>>>

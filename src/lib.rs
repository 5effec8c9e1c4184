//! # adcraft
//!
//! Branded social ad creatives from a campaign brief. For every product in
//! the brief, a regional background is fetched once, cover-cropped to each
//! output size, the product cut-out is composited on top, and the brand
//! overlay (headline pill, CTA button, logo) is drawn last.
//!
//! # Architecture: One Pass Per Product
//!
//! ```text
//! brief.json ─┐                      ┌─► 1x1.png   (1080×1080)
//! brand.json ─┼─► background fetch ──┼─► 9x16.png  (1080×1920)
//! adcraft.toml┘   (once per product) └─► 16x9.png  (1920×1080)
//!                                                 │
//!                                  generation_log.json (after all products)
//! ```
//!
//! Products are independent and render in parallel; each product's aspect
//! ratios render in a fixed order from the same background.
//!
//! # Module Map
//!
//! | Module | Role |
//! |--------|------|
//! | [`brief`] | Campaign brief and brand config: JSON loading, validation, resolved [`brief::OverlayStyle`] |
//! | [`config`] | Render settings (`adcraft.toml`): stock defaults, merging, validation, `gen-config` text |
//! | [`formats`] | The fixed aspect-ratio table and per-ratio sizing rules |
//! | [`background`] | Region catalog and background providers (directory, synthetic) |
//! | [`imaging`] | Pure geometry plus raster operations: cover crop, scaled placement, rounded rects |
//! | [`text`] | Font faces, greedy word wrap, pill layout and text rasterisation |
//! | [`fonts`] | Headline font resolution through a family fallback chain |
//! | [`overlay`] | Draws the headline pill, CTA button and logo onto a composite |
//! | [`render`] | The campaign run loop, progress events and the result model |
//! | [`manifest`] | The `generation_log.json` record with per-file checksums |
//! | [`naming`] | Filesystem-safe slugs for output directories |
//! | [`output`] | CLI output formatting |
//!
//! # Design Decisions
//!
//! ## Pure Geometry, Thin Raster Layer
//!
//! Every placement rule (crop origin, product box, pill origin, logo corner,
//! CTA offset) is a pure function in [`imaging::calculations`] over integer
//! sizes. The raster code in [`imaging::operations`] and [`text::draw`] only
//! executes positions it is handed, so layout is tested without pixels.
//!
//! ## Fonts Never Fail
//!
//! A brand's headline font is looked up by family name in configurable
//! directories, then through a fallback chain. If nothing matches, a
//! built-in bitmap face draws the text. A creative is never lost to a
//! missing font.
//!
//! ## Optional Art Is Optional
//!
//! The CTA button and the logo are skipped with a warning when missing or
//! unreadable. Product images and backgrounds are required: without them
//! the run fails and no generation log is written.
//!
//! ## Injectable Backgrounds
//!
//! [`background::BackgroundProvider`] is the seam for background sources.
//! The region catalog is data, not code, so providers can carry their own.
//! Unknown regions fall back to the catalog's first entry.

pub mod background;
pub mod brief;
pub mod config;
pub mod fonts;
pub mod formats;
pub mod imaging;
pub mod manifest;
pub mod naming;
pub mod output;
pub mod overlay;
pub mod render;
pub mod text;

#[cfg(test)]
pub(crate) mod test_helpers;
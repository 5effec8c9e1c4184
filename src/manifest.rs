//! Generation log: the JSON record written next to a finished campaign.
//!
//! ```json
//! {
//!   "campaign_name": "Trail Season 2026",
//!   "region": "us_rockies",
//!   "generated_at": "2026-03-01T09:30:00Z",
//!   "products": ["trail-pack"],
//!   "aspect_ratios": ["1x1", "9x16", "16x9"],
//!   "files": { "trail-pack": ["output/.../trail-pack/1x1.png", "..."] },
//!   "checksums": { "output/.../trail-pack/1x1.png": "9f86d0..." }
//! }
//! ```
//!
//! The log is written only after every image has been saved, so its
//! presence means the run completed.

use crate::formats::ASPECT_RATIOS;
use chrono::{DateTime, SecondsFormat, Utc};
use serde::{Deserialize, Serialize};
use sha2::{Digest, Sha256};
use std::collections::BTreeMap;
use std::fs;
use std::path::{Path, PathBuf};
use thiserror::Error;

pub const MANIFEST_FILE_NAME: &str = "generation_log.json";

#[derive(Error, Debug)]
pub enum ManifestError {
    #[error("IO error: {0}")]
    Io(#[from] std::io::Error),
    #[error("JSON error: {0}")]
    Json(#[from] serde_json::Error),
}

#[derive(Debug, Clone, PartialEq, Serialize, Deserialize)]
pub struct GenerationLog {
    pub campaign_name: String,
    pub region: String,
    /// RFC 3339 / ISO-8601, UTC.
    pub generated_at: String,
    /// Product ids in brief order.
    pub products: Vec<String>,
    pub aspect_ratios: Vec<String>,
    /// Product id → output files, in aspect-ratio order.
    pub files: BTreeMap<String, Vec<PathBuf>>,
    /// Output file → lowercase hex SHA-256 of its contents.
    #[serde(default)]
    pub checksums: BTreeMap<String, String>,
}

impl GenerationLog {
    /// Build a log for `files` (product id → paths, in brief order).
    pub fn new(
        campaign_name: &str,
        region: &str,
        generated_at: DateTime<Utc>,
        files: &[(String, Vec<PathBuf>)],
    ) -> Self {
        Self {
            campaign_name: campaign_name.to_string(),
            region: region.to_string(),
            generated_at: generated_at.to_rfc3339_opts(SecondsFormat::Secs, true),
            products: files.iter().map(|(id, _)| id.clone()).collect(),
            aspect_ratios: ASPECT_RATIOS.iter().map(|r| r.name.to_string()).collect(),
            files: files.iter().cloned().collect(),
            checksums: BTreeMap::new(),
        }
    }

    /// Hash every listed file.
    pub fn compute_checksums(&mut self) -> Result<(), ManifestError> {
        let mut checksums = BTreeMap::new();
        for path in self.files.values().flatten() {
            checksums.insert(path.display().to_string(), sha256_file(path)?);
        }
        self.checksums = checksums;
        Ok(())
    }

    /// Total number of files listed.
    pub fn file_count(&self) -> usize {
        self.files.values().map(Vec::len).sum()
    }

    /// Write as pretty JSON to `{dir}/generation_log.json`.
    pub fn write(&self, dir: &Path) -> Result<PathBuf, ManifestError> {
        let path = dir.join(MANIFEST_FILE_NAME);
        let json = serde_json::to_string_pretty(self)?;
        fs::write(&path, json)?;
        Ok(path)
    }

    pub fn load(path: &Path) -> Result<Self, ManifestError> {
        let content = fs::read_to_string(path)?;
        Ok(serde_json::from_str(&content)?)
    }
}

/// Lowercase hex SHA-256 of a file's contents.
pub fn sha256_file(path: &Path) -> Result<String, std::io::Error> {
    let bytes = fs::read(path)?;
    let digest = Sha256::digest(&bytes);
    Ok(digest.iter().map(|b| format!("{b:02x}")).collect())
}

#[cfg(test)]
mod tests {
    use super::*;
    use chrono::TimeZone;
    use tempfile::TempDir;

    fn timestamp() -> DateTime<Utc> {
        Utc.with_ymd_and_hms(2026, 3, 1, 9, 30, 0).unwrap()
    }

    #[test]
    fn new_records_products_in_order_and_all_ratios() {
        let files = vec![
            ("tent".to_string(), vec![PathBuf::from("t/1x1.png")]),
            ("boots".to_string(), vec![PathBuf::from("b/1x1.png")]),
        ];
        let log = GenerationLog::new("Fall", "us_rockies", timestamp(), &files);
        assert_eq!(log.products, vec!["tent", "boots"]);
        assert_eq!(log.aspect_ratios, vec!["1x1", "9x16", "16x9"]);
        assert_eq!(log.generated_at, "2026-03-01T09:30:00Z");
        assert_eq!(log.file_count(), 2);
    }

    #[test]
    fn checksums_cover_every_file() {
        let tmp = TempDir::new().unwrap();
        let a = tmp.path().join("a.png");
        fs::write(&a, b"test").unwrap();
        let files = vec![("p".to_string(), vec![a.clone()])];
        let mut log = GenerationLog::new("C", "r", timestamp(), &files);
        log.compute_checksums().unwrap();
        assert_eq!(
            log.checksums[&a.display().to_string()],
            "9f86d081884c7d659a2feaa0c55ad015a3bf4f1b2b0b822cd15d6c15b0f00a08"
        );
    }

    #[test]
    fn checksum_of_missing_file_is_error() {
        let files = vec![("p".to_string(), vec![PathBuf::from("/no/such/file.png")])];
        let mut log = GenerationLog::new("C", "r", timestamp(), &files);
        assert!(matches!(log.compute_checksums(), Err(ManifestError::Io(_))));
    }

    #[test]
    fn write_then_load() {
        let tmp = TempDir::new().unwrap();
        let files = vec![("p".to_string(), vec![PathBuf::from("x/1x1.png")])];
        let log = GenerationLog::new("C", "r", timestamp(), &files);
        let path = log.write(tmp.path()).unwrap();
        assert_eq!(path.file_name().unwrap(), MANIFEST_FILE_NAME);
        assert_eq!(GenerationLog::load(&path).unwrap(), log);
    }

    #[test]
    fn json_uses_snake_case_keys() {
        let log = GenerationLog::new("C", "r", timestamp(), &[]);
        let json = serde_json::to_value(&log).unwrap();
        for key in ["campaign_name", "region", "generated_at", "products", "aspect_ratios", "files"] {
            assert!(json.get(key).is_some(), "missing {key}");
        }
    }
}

<<<

**WHAT IS NEEDED**
Could you report all lines of the listing that hold "after"?

**REPLY**
//!                                  generation_log.json (after all products)
//! The log is written only after every image has been saved, so its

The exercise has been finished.